Problem to solve: Take the line containing "over finished plans." as the first and the last line of the records below as the end, and please set down only what lies between them exactly, both ends included.

Top of Data supplied

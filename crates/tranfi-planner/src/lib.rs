#![forbid(unsafe_code)]
//! tranfi-planner: from pipe DSL text (or a recipe name, or a JSON/YAML
//! document) to a validated `tranfi_core::plan::Plan`, plus two read-only
//! passes over finished plans.
//!
//! Design:
//! - The DSL is split into stages on `|`, each stage is tokenized, and a
//!   per-verb builder turns the tokens into the JSON `args` object that the
//!   core registry deserializes. Builders only shape arguments; all typing and
//!   range checks stay in `tranfi-core::dag`, so JSON plans and DSL plans are
//!   validated by the same code.
//! - Errors carry the stage index and verb that produced them.
//! - `sql` renders a DuckDB CTE chain; `schema` predicts output columns.
//!
//! NOTE: no I/O and no execution here.

pub mod dsl;
pub mod error;
pub mod recipes;
pub mod schema;
pub mod sql;

pub use dsl::{compile, compile_dsl, compile_json, compile_yaml};
pub use error::{CompileError, Result};
pub use recipes::{recipe_by_index, recipe_by_name, recipe_count, recipes, Recipe};
pub use schema::infer_columns;
pub use sql::to_sql;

Bottom of Data supplied

Written reply:
//! passes over finished plans.
//!
//! Design:
//! - The DSL is split into stages on `|`, each stage is tokenized, and a
//!   per-verb builder turns the tokens into the JSON `args` object that the
//!   core registry deserializes. Builders only shape arguments; all typing and
//!   range checks stay in `tranfi-core::dag`, so JSON plans and DSL plans are
//!   validated by the same code.
//! - Errors carry the stage index and verb that produced them.
//! - `sql` renders a DuckDB CTE chain; `schema` predicts output columns.
//!
//! NOTE: no I/O and no execution here.

pub mod dsl;
pub mod error;
pub mod recipes;
pub mod schema;
pub mod sql;

pub use dsl::{compile, compile_dsl, compile_json, compile_yaml};
pub use error::{CompileError, Result};
pub use recipes::{recipe_by_index, recipe_by_name, recipe_count, recipes, Recipe};
pub use schema::infer_columns;
pub use sql::to_sql;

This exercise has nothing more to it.